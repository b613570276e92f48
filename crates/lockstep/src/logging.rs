//! Tracing setup shared by the coordinator and worker binaries.

use tracing_subscriber::layer::SubscriberExt;
use tracing_subscriber::util::SubscriberInitExt;
use tracing_subscriber::{EnvFilter, fmt};

/// Filter used when `RUST_LOG` is unset.
///
/// `LOCKSTEP_LOG` picks the level for this crate's targets (default info).
pub fn default_filter(level: Option<&str>) -> String {
    let level = match level {
        Some("trace") => "trace",
        Some("debug") => "debug",
        Some("warn") | Some("warning") => "warn",
        Some("error") => "error",
        _ => "info",
    };
    format!("lockstep={level},lockstep_driver={level},lockstep_counter={level}")
}

/// Install the global subscriber, writing to stderr.
///
/// `LOG_FORMAT=json` switches to JSON lines. Calling it twice is harmless.
pub fn init_tracing() {
    let filter = if std::env::var("RUST_LOG").is_ok() {
        EnvFilter::from_default_env()
    } else {
        let level = std::env::var("LOCKSTEP_LOG").ok();
        EnvFilter::new(default_filter(level.as_deref()))
    };

    let use_json = std::env::var("LOG_FORMAT").as_deref() == Ok("json");

    if use_json {
        let subscriber = tracing_subscriber::registry()
            .with(filter)
            .with(fmt::layer().json().with_writer(std::io::stderr));
        let _ = subscriber.try_init();
    } else {
        let subscriber = tracing_subscriber::registry()
            .with(filter)
            .with(fmt::layer().with_writer(std::io::stderr));
        let _ = subscriber.try_init();
    }
}
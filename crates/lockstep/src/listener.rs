//! Handshake listener: the coordinator's listening endpoint.
//!
//! Lifecycle: `Created -> BoundToPort -> Listening -> Accepting -> Drained`.
//! Bind and listen are separate steps so a busy port (`Bind`) and a refused
//! backlog (`Listen`) are reported as distinct startup failures.

use std::io;
use std::net::{Ipv4Addr, SocketAddr, SocketAddrV4};

use tokio::net::{TcpListener, TcpSocket, TcpStream};

use crate::bridge::{FrameError, Handshake, StateFrame};
use crate::registry::RegistryError;

#[derive(Debug, Clone, Copy, PartialEq, Eq)]
pub enum ListenerState {
    Created,
    BoundToPort,
    Listening,
    Accepting,
    Drained,
}

#[derive(Debug, thiserror::Error)]
pub enum ListenerError {
    #[error("failed to bind port {port}: {source}")]
    Bind { port: u16, source: io::Error },

    #[error("failed to listen on port {port} (backlog {backlog}): {source}")]
    Listen {
        port: u16,
        backlog: u32,
        source: io::Error,
    },

    #[error("accept failed: {0}")]
    Accept(#[source] io::Error),

    #[error("listener is not listening (state {0:?})")]
    NotListening(ListenerState),
}

/// Why a connection could not be admitted into the registry.
#[derive(Debug, thiserror::Error)]
pub enum HandshakeError {
    #[error("handshake protocol error: {0}")]
    Protocol(String),

    #[error("unknown worker identity: pid {pid}")]
    UnknownWorkerIdentity { pid: u32 },

    #[error("peer closed before sending a handshake")]
    Disconnected,

    #[error("slot rejected handshake: {0}")]
    Rejected(#[from] RegistryError),
}

/// First read from a freshly accepted connection, as seen by the event loop.
#[derive(Debug)]
pub enum FirstRead {
    Frame(StateFrame),
    Malformed(FrameError),
    Closed,
}

pub struct HandshakeListener {
    state: ListenerState,
    listener: Option<TcpListener>,
    port: u16,
}

impl Default for HandshakeListener {
    fn default() -> Self {
        Self::new()
    }
}

impl HandshakeListener {
    pub fn new() -> Self {
        Self {
            state: ListenerState::Created,
            listener: None,
            port: 0,
        }
    }

    pub fn state(&self) -> ListenerState {
        self.state
    }

    /// Port actually bound (resolves port 0 to the OS-assigned port).
    pub fn port(&self) -> u16 {
        self.port
    }

    /// Bind `127.0.0.1:port` and start listening with `backlog`.
    pub fn start(&mut self, port: u16, backlog: u32) -> Result<u16, ListenerError> {
        let addr = SocketAddr::V4(SocketAddrV4::new(Ipv4Addr::LOCALHOST, port));

        let socket = TcpSocket::new_v4().map_err(|source| ListenerError::Bind { port, source })?;
        socket
            .set_reuseaddr(true)
            .map_err(|source| ListenerError::Bind { port, source })?;
        socket
            .bind(addr)
            .map_err(|source| ListenerError::Bind { port, source })?;
        self.state = ListenerState::BoundToPort;

        let bound = socket
            .local_addr()
            .map_err(|source| ListenerError::Bind { port, source })?
            .port();

        let listener = socket
            .listen(backlog)
            .map_err(|source| ListenerError::Listen {
                port: bound,
                backlog,
                source,
            })?;
        self.state = ListenerState::Listening;
        self.port = bound;
        self.listener = Some(listener);

        tracing::info!(port = bound, backlog, "Listening for workers");
        Ok(bound)
    }

    /// Accept one pending connection.
    ///
    /// Cancel-safe: usable as a `select!` branch, which is how the event loop
    /// waits for the listening socket to become readable.
    pub async fn accept_one(&self) -> Result<(TcpStream, SocketAddr), ListenerError> {
        let listener = match (&self.listener, self.state) {
            (Some(listener), ListenerState::Listening | ListenerState::Accepting) => listener,
            _ => return Err(ListenerError::NotListening(self.state)),
        };
        listener.accept().await.map_err(ListenerError::Accept)
    }

    /// Record that the accept loop has started serving connections.
    pub fn mark_accepting(&mut self) {
        if self.state == ListenerState::Listening {
            self.state = ListenerState::Accepting;
        }
    }

    /// Turn the first read of a connection into the identity it declares.
    ///
    /// Mapping the identity to a slot is the orchestrator's job, since only it
    /// knows which processes were spawned.
    pub fn complete_handshake(&self, first: FirstRead) -> Result<Handshake, HandshakeError> {
        match first {
            FirstRead::Frame(frame) => {
                Handshake::from_frame(&frame).map_err(HandshakeError::Protocol)
            }
            FirstRead::Malformed(e) => Err(HandshakeError::Protocol(e.to_string())),
            FirstRead::Closed => Err(HandshakeError::Disconnected),
        }
    }

    /// Stop listening. Pending, unaccepted connections are refused.
    pub fn drain(&mut self) {
        if self.listener.take().is_some() {
            tracing::debug!(port = self.port, "Listener drained");
        }
        self.state = ListenerState::Drained;
    }
}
============
Problem to work on:
In the entries above, identify every line with the word "FirstRead". Copy those lines.

Task answer:
pub enum FirstRead {
    pub fn complete_handshake(&self, first: FirstRead) -> Result<Handshake, HandshakeError> {
            FirstRead::Frame(frame) => {
            FirstRead::Malformed(e) => Err(HandshakeError::Protocol(e.to_string())),
            FirstRead::Closed => Err(HandshakeError::Disconnected),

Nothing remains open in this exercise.